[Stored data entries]
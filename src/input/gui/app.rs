//! Main GUI application loop.

use crate::controllers::interactive::errors::SetupError;
use crate::controllers::interactive::GestureController;
use crate::core::config::explorer_config::ExplorerConfig;
use crate::core::data::canvas_size::CanvasSize;
use crate::input::gui::errors::GuiError;
use crate::input::gui::translate::PointerTranslator;
use crate::presenters::pixels::presenter::PixelsPresenter;
use egui::Context;
use egui_winit::State as EguiWinitState;
use tracing::{debug, error, info, trace};
use winit::{
    dpi::LogicalSize,
    event::{Event, WindowEvent},
    event_loop::EventLoop,
    window::{Window, WindowBuilder},
};

struct App {
    window: &'static Window,
    controller: GestureController<PixelsPresenter>,
    translator: PointerTranslator,
    egui_ctx: Context,
    egui_state: EguiWinitState,
}

impl App {
    fn new(
        window: &'static Window,
        event_loop: &EventLoop<()>,
        config: &ExplorerConfig,
    ) -> Result<Self, GuiError> {
        let inner = window.inner_size();
        let size = CanvasSize::new(inner.width, inner.height);

        if size.is_empty() {
            error!(
                width = size.width,
                height = size.height,
                "window has no drawable area"
            );
            return Err(SetupError::EmptyCanvas { size }.into());
        }

        let presenter = PixelsPresenter::new(window)?;
        let controller = GestureController::new(config, presenter)?;

        let egui_ctx = Context::default();
        let egui_state = EguiWinitState::new(
            egui_ctx.clone(),
            egui_ctx.viewport_id(),
            event_loop,
            Some(window.scale_factor() as f32),
            None, // max_texture_side, use default
        );

        Ok(Self {
            window,
            controller,
            translator: PointerTranslator::default(),
            egui_ctx,
            egui_state,
        })
    }

    /// Forwards an event to egui; returns true if egui consumed it.
    fn forward_to_egui(&mut self, event: &WindowEvent) -> bool {
        let response = self.egui_state.on_window_event(self.window, event);

        if response.repaint {
            self.window.request_redraw();
        }

        response.consumed
    }

    fn handle_pointer_event(&mut self, event: &WindowEvent) {
        if let Some(input) = self.translator.translate(event) {
            let response = self.controller.handle_event(input);
            trace!(rendered = response.rendered, "pointer event handled");
        }
    }

    fn resize(&mut self, size: CanvasSize) {
        if !size.is_empty() {
            if let Err(err) = self.controller.surface_mut().resize(size) {
                error!(%err, "failed to resize pixel surface");
                return;
            }
        }

        self.controller.resize(size);
    }

    fn update_ui(&mut self) -> egui::FullOutput {
        let raw_input = self.egui_state.take_egui_input(self.window);
        let controller = &self.controller;
        let mut reset_requested = false;

        let output = self.egui_ctx.run(raw_input, |ctx| {
            egui::Window::new("Viewport")
                .default_open(false)
                .show(ctx, |ui| {
                    let viewport = controller.viewport();
                    let center = viewport.center();
                    let pipeline = controller.pipeline();

                    ui.label(format!("Formula: {}", pipeline.evaluator().display_name()));
                    ui.label(format!("Colours: {}", pipeline.colour_map().display_name()));
                    ui.label(format!("Scale: {:.3e}", viewport.scale()));
                    ui.label(format!("Center: {:.10}, {:.10}", center.real, center.imag));

                    if let Some(duration) = controller.last_render_duration() {
                        ui.label(format!(
                            "Frame {}: {:.1} ms",
                            controller.frames_rendered(),
                            duration.as_secs_f64() * 1000.0
                        ));
                    }

                    if ui.button("Reset view").clicked() {
                        reset_requested = true;
                    }
                });
        });

        if reset_requested {
            self.controller.reset_view();
        }

        output
    }

    fn redraw(&mut self) -> Result<(), pixels::Error> {
        let mut egui_output = self.update_ui();
        let platform_output = std::mem::take(&mut egui_output.platform_output);

        self.egui_state
            .handle_platform_output(self.window, platform_output);

        if egui_output
            .viewport_output
            .values()
            .any(|v| v.repaint_delay.is_zero())
        {
            self.window.request_redraw();
        }

        self.controller
            .surface_mut()
            .render(egui_output, &self.egui_ctx)
    }
}

/// Opens a window and runs the interactive explorer until it is closed.
pub fn run_gui(config: ExplorerConfig) -> Result<(), GuiError> {
    let event_loop = EventLoop::new()?;

    // Leak the window to get a 'static reference for pixels
    let window: &'static Window = Box::leak(Box::new(
        WindowBuilder::new()
            .with_title("Fractal Canvas")
            .with_inner_size(LogicalSize::new(800.0, 600.0))
            .with_min_inner_size(LogicalSize::new(200.0, 200.0))
            .build(&event_loop)?,
    ));

    let mut app = App::new(window, &event_loop, &config)?;
    info!(
        evaluator = %config.evaluator_kind,
        colour_map = %config.colour_map_kind,
        "interactive explorer started"
    );

    event_loop.run(move |event, elwt| {
        let Event::WindowEvent { event, window_id } = event else {
            return;
        };

        if window_id != window.id() {
            return;
        }

        let egui_consumed = app.forward_to_egui(&event);

        match event {
            WindowEvent::CloseRequested => elwt.exit(),
            WindowEvent::RedrawRequested => {
                if let Err(err) = app.redraw() {
                    error!(%err, "render failed");
                    elwt.exit();
                }
            }
            WindowEvent::Resized(size) => {
                app.resize(CanvasSize::new(size.width, size.height));
            }
            WindowEvent::ScaleFactorChanged { scale_factor, .. } => {
                debug!(scale_factor, "scale factor changed");
                app.egui_ctx.set_pixels_per_point(scale_factor as f32);
                let inner = window.inner_size();
                app.resize(CanvasSize::new(inner.width, inner.height));
            }
            other if !egui_consumed => app.handle_pointer_event(&other),
            _ => {}
        }
    })?;

    Ok(())
}
use crate::controllers::interactive::ports::canvas_surface::CanvasSurfacePort;
use crate::core::data::canvas_size::CanvasSize;
use crate::core::data::pixel_buffer::PixelBuffer;
use egui::Context as EguiContext;
use egui_wgpu::Renderer as EguiRenderer;
use pixels::Pixels;
use pixels::SurfaceTexture;
use pixels::wgpu;
use tracing::warn;
use winit::window::Window;

/// Shows committed frames in a `pixels` framebuffer with an egui overlay on
/// top.
pub struct PixelsPresenter {
    window: &'static Window,
    pixels: Pixels<'static>,
    egui_renderer: EguiRenderer,
    size: CanvasSize,
}

impl CanvasSurfacePort for PixelsPresenter {
    fn size(&self) -> CanvasSize {
        self.size
    }

    fn commit(&mut self, buffer: PixelBuffer) {
        if buffer.size() != self.size {
            warn!(
                frame_width = buffer.size().width,
                frame_height = buffer.size().height,
                surface_width = self.size.width,
                surface_height = self.size.height,
                "dropping frame rendered for a stale canvas size"
            );
            return;
        }

        // Both sides are row-major RGBA8.
        self.pixels.frame_mut().copy_from_slice(buffer.buffer());
        self.window.request_redraw();
    }
}

impl PixelsPresenter {
    pub fn new(window: &'static Window) -> Result<Self, pixels::Error> {
        let inner = window.inner_size();
        let surface_texture = SurfaceTexture::new(inner.width, inner.height, window);
        let pixels = Pixels::new(inner.width, inner.height, surface_texture)?;

        let egui_renderer = EguiRenderer::new(
            pixels.device(),
            pixels.render_texture_format(),
            None, // depth format
            1,    // msaa samples
        );

        Ok(Self {
            window,
            pixels,
            egui_renderer,
            size: CanvasSize::new(inner.width, inner.height),
        })
    }

    /// Resizes both the window surface and the framebuffer.
    ///
    /// The framebuffer keeps its old contents until the next commit.
    pub fn resize(&mut self, size: CanvasSize) -> Result<(), pixels::TextureError> {
        self.pixels.resize_surface(size.width, size.height)?;
        self.pixels.resize_buffer(size.width, size.height)?;
        self.size = size;

        Ok(())
    }

    pub fn render(
        &mut self,
        egui_output: egui::FullOutput,
        egui_ctx: &EguiContext,
    ) -> Result<(), pixels::Error> {
        if self.size.is_empty() {
            return Ok(());
        }

        let size_in_pixels = [self.size.width, self.size.height];

        self.pixels.render_with(|encoder, render_target, context| {
            context.scaling_renderer.render(encoder, render_target);

            let clipped_primitives =
                egui_ctx.tessellate(egui_output.shapes, egui_ctx.pixels_per_point());

            let screen_descriptor = egui_wgpu::ScreenDescriptor {
                size_in_pixels,
                pixels_per_point: egui_ctx.pixels_per_point(),
            };

            let textures_delta = egui_output.textures_delta;

            for (id, delta) in &textures_delta.set {
                self.egui_renderer
                    .update_texture(&context.device, &context.queue, *id, delta);
            }

            self.egui_renderer.update_buffers(
                &context.device,
                &context.queue,
                encoder,
                &clipped_primitives,
                &screen_descriptor,
            );

            {
                let mut render_pass = encoder.begin_render_pass(&wgpu::RenderPassDescriptor {
                    label: Some("egui"),
                    color_attachments: &[Some(wgpu::RenderPassColorAttachment {
                        view: render_target,
                        resolve_target: None,
                        ops: wgpu::Operations {
                            load: wgpu::LoadOp::Load, // keep the fractal underneath
                            store: wgpu::StoreOp::Store,
                        },
                    })],
                    depth_stencil_attachment: None,
                    ..Default::default()
                });

                self.egui_renderer.render(
                    &mut render_pass,
                    &clipped_primitives,
                    &screen_descriptor,
                );
            }

            for id in &textures_delta.free {
                self.egui_renderer.free_texture(id);
            }

            Ok(())
        })
    }
}
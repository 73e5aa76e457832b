use clap::Parser;
use fractal_canvas::{PpmFilePresenter, RenderArgs, RenderFileController};

fn main() -> Result<(), Box<dyn std::error::Error>> {
    tracing_subscriber::fmt::init();

    let args = RenderArgs::parse();
    let config = args.to_config();

    if let Some(parent) = args.output.parent() {
        if !parent.as_os_str().is_empty() {
            std::fs::create_dir_all(parent)?;
        }
    }

    let mut controller = RenderFileController::new(PpmFilePresenter::new());

    controller.generate(&config, args.canvas_size(), args.render_mode())?;
    controller.write(&args.output)?;

    Ok(())
}
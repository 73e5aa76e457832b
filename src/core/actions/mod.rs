pub mod rasterize;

EXERCISE:
Note down each line above where the word "static" occurs.

TASK SOLUTION:
    window: &'static Window,
        window: &'static Window,
    // Leak the window to get a 'static reference for pixels
    let window: &'static Window = Box::leak(Box::new(
    window: &'static Window,
    pixels: Pixels<'static>,
    pub fn new(window: &'static Window) -> Result<Self, pixels::Error> {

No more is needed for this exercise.